• **Work task**
Work out how many lines in the listing below include the word "Copy"; answer with the number alone.

• **Data provided**

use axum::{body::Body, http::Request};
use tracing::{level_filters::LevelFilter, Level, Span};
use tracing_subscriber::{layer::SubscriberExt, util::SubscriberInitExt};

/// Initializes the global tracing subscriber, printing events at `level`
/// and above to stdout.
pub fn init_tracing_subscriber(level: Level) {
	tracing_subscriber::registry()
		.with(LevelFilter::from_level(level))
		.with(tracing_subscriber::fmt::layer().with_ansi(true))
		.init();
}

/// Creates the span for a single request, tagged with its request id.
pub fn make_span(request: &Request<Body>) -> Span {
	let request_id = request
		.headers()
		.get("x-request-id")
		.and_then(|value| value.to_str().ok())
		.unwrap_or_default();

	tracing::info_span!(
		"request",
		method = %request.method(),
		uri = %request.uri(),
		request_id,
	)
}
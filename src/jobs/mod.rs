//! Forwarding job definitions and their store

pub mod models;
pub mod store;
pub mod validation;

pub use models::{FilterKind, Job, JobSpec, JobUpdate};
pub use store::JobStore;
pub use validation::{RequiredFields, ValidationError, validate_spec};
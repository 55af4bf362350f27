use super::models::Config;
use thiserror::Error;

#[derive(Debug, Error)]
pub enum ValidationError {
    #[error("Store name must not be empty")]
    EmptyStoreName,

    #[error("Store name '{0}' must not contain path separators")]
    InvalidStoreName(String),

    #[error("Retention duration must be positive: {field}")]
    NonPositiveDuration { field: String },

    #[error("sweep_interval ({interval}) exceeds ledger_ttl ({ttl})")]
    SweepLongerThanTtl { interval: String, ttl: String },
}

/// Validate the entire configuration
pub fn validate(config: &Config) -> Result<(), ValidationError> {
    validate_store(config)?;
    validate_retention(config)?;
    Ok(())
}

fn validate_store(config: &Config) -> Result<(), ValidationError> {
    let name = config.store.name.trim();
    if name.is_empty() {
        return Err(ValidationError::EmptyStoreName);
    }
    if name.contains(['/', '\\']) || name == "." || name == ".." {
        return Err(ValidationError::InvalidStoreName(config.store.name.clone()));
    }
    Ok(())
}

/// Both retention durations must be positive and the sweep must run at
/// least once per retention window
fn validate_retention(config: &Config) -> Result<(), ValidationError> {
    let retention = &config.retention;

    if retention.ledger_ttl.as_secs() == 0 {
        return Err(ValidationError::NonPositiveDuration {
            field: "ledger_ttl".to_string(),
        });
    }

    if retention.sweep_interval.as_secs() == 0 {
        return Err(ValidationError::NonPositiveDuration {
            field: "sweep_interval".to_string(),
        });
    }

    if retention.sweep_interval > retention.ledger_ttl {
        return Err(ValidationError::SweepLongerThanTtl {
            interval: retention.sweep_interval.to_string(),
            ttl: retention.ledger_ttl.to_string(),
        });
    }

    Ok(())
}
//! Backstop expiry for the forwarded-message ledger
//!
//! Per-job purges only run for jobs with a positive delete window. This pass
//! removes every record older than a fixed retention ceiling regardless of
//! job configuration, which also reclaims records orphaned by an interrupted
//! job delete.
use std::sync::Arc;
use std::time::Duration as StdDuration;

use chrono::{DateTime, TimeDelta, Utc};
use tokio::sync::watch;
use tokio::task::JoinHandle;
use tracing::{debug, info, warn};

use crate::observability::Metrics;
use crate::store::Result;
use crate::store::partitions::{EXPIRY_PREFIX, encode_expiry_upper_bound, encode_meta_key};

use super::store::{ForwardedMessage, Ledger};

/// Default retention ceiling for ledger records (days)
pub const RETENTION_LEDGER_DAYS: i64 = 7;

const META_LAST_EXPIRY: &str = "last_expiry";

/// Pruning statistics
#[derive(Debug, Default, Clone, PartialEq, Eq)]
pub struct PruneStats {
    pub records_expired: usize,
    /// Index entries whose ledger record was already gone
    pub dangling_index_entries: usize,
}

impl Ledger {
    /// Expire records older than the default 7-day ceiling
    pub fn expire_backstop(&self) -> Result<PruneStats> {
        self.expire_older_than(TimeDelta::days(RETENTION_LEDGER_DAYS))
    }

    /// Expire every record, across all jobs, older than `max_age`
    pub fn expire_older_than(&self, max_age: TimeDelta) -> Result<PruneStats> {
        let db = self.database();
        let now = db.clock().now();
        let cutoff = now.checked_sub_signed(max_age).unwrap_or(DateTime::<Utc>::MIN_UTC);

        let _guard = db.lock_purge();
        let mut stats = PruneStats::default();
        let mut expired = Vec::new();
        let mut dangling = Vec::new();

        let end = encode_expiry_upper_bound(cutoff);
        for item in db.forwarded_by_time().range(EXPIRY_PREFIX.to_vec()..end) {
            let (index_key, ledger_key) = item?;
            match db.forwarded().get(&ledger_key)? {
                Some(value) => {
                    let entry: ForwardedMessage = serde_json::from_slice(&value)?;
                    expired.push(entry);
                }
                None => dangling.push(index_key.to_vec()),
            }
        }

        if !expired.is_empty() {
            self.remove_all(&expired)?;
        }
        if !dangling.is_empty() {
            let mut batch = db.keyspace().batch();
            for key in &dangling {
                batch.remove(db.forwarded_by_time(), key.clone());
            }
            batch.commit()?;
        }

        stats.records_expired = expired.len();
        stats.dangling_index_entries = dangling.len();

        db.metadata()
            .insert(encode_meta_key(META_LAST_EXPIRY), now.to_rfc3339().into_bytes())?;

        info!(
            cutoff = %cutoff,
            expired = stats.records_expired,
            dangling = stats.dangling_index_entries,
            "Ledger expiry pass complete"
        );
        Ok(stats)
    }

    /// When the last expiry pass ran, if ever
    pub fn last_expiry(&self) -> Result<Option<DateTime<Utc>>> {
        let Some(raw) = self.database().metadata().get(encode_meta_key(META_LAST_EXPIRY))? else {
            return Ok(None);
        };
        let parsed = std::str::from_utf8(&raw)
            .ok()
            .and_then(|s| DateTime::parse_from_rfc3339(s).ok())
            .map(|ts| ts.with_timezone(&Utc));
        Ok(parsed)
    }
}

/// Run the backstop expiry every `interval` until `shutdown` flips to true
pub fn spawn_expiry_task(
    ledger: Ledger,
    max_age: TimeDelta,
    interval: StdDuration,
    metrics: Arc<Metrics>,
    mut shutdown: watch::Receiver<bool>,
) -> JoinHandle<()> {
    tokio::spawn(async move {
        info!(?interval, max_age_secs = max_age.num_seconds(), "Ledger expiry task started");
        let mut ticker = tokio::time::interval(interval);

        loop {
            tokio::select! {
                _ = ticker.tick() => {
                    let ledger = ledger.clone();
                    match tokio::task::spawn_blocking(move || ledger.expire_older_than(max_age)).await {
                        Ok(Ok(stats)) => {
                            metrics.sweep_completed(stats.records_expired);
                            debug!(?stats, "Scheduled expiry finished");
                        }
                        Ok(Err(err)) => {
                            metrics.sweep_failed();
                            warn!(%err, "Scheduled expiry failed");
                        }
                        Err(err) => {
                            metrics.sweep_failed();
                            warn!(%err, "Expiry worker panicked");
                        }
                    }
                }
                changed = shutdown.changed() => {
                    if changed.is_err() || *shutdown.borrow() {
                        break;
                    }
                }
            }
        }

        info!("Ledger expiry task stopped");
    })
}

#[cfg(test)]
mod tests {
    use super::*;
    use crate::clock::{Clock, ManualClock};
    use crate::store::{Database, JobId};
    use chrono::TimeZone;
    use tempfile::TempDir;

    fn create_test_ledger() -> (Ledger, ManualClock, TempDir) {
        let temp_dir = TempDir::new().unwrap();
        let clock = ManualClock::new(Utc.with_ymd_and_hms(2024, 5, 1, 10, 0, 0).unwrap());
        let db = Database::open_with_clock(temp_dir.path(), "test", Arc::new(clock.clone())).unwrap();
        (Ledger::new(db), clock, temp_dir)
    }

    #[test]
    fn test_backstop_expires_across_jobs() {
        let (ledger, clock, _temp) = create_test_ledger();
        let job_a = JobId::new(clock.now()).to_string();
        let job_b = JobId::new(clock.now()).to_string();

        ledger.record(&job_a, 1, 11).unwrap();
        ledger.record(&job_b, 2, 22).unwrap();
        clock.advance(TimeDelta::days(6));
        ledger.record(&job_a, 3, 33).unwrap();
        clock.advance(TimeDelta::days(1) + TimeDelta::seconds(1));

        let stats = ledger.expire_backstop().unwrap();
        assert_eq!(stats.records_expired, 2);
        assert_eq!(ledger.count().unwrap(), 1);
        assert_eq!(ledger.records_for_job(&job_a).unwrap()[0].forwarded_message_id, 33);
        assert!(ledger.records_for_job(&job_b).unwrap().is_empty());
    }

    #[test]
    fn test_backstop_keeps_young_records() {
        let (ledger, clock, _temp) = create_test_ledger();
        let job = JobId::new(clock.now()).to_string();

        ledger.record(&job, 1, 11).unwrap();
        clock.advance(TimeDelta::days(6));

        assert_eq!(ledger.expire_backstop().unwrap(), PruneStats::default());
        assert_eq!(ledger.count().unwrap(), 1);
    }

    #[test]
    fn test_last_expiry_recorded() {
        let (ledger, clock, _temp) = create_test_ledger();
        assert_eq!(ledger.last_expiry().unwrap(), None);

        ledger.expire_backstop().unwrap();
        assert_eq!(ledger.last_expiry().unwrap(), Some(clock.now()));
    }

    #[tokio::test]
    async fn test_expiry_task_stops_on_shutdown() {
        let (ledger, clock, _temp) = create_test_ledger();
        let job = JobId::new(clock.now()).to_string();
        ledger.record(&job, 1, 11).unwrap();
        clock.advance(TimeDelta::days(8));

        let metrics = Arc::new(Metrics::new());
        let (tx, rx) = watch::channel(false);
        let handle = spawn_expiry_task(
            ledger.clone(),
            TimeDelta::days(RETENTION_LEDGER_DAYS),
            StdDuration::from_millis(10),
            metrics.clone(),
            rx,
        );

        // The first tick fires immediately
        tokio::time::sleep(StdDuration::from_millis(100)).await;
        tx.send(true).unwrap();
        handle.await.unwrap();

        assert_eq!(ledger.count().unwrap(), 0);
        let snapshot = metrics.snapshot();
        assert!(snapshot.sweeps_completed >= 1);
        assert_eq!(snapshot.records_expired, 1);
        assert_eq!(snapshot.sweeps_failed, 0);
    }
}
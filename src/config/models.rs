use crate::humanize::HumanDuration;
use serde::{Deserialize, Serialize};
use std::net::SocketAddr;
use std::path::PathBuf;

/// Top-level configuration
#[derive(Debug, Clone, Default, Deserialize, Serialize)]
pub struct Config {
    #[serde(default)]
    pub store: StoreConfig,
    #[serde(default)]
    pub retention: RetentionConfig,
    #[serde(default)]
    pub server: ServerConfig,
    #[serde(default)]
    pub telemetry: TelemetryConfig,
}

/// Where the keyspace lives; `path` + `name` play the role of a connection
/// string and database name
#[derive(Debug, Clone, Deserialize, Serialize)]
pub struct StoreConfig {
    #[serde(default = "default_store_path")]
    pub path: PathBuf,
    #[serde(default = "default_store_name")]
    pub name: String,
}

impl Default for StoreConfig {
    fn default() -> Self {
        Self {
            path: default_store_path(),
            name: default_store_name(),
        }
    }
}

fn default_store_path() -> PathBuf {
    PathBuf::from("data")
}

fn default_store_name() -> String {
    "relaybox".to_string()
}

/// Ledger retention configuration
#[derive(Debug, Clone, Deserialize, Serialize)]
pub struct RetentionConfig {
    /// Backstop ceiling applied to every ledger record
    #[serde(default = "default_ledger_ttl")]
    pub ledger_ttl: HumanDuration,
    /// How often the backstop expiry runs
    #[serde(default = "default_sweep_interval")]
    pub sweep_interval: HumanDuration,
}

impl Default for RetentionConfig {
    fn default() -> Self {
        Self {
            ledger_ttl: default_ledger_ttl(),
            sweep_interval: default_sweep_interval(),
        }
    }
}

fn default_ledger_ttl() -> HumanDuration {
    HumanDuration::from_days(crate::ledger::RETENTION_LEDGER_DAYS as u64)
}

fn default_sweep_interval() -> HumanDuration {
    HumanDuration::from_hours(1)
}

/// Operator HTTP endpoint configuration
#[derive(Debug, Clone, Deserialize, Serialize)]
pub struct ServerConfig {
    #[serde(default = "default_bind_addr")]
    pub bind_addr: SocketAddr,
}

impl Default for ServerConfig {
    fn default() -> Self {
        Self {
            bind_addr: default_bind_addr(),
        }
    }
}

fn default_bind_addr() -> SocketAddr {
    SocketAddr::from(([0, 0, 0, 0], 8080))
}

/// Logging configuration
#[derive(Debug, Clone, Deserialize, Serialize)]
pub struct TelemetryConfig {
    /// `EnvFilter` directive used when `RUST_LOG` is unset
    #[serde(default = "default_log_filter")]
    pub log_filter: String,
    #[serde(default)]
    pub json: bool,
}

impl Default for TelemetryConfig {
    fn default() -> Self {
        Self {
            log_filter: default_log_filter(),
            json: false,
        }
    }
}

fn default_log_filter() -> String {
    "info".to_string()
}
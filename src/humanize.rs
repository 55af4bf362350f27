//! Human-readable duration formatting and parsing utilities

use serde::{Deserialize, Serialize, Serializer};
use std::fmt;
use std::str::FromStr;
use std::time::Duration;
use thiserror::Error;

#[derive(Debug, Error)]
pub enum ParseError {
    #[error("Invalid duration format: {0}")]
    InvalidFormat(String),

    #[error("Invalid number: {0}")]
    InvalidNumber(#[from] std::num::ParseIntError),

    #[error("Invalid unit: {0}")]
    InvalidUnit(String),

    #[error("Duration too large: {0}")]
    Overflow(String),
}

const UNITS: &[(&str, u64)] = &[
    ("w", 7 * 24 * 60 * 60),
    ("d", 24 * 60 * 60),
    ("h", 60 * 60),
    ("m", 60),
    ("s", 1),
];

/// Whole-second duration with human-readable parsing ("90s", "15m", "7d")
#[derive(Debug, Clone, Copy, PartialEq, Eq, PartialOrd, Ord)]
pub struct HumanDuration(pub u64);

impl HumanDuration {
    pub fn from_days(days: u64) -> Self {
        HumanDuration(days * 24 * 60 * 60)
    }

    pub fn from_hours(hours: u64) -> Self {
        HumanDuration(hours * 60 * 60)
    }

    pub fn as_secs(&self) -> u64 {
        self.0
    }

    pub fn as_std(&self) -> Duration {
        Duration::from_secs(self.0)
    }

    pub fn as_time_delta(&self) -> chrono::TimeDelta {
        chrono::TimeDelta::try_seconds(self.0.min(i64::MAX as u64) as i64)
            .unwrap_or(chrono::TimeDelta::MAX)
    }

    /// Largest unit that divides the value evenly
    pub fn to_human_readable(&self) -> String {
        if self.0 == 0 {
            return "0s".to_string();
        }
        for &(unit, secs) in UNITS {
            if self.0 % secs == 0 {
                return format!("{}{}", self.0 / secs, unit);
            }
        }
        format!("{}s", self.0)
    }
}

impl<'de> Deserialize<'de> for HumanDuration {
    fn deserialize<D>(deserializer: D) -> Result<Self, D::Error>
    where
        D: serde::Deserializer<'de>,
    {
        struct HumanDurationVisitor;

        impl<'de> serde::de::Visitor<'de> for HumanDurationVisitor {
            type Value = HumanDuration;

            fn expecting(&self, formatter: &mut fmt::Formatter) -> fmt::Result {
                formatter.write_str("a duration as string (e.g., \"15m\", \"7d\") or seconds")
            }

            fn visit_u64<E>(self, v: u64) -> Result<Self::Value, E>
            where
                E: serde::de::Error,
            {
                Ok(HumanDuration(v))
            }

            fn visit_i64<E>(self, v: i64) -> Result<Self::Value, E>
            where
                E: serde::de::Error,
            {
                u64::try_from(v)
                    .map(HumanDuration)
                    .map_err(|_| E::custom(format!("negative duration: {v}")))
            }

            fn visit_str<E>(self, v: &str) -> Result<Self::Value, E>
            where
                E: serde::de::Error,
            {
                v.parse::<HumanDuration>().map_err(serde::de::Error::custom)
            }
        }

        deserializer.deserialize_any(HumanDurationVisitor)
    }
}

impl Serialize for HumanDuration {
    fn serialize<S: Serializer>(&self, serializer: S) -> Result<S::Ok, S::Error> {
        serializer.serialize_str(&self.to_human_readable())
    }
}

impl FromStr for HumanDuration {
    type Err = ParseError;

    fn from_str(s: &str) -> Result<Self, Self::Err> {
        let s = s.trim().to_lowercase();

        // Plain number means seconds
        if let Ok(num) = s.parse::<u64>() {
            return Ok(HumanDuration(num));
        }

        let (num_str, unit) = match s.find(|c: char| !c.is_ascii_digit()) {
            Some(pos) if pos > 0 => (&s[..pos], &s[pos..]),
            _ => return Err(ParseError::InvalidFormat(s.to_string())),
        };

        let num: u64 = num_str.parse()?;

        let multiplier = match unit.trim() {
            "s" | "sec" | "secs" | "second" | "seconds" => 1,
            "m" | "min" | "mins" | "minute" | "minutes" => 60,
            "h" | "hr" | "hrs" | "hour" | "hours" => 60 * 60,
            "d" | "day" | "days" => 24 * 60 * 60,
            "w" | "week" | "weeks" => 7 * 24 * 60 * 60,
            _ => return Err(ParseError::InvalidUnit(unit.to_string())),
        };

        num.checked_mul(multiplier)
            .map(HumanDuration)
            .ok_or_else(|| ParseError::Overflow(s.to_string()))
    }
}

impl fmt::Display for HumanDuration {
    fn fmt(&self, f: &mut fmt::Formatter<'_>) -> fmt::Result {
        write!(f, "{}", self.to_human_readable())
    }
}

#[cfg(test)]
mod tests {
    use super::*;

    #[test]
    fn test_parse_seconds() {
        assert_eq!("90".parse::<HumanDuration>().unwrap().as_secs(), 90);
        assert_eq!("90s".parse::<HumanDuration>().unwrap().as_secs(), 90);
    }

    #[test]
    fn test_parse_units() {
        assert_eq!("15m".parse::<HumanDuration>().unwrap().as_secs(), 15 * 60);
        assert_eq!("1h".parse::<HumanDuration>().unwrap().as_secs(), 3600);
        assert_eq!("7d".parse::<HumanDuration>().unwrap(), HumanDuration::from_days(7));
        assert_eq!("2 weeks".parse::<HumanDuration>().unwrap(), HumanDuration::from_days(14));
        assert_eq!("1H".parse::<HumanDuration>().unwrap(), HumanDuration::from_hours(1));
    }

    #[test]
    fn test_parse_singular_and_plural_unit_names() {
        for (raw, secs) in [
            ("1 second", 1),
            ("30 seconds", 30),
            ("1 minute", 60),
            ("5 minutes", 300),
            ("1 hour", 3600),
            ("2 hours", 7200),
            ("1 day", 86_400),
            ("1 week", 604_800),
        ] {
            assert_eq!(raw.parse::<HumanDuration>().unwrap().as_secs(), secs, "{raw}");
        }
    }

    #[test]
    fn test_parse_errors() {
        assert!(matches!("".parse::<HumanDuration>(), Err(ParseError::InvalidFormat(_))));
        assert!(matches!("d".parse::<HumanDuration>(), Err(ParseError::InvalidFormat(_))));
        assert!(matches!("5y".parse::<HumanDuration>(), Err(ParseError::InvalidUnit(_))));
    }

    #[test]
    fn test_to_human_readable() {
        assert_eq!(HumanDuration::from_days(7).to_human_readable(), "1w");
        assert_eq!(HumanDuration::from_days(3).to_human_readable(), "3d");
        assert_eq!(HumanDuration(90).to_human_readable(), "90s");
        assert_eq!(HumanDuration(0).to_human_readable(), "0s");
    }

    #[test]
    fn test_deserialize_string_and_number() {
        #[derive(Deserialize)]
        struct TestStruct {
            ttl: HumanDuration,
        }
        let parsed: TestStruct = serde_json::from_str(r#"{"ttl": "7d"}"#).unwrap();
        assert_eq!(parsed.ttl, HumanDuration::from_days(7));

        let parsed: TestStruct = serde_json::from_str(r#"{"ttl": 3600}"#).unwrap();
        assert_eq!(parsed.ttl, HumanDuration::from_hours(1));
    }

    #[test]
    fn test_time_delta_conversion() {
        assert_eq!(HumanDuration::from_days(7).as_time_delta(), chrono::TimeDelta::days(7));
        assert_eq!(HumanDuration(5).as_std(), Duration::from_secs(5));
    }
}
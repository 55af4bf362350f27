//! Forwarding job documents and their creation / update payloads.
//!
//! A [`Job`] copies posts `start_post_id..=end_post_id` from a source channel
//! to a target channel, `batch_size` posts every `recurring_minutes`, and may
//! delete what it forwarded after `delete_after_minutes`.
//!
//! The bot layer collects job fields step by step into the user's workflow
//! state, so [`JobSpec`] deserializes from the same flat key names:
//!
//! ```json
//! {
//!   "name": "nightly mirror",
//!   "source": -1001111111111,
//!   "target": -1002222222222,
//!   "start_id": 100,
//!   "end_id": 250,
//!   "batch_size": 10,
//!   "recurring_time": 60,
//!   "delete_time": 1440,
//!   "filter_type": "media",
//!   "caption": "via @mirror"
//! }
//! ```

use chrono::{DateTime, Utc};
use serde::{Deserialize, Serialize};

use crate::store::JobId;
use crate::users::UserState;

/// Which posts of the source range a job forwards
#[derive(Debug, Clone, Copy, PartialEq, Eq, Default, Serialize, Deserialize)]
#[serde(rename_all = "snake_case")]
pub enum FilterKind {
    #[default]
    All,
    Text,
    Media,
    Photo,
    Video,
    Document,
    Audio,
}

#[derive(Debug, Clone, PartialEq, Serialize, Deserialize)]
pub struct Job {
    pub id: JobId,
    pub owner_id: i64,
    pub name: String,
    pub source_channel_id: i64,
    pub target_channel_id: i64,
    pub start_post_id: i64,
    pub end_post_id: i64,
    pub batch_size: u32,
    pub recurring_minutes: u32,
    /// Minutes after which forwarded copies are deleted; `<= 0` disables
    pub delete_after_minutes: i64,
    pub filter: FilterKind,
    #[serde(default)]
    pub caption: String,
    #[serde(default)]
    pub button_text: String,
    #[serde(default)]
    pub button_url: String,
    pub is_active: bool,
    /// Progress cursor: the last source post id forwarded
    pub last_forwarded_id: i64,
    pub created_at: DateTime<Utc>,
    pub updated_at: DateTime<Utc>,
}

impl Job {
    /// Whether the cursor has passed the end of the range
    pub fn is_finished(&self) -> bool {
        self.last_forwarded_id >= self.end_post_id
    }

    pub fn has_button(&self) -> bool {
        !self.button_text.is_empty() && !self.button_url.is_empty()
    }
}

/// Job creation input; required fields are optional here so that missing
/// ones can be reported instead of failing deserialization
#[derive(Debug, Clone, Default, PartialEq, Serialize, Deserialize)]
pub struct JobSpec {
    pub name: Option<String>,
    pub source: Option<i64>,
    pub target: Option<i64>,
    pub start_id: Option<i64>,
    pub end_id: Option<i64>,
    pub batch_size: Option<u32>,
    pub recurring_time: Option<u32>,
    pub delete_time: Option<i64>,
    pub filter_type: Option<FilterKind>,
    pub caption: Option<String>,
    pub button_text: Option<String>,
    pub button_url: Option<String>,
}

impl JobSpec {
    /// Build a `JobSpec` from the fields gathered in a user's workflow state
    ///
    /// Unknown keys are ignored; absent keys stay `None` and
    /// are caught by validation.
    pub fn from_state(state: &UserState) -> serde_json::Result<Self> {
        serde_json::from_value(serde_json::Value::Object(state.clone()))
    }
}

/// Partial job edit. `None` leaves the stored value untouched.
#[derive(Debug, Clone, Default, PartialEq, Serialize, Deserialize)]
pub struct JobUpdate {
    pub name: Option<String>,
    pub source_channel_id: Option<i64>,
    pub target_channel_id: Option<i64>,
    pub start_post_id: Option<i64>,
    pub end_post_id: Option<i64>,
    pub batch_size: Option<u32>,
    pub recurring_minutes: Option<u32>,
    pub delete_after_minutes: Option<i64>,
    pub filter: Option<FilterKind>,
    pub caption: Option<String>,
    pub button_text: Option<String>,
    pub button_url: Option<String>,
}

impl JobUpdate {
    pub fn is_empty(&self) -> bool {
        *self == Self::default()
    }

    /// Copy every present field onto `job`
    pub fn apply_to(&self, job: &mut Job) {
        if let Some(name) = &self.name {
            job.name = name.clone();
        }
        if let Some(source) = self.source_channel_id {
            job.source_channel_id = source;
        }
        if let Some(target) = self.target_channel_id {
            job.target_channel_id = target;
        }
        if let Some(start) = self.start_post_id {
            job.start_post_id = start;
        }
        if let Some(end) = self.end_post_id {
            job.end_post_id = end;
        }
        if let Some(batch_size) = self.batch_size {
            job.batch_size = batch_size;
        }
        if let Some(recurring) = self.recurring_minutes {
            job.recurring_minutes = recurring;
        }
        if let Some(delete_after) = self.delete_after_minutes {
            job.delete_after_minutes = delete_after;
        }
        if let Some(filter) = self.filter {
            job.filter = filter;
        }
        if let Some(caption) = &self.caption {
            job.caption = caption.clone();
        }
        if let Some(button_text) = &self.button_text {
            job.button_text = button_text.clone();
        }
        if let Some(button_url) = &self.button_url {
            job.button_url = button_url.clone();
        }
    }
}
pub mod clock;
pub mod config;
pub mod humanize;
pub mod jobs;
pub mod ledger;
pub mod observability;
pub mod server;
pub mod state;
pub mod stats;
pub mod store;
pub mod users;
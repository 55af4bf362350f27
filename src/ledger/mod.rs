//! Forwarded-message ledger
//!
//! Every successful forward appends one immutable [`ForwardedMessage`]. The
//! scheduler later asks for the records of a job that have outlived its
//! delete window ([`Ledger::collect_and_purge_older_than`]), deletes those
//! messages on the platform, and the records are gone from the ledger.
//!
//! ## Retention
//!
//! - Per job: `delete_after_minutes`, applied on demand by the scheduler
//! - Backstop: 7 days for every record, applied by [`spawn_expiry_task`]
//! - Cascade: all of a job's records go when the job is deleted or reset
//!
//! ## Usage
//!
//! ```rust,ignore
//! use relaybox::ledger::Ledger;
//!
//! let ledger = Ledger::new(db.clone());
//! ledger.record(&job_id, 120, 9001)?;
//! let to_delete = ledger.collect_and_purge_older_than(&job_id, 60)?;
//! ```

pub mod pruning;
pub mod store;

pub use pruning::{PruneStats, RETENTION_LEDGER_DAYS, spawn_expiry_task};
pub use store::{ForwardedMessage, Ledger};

• **Answer box**
3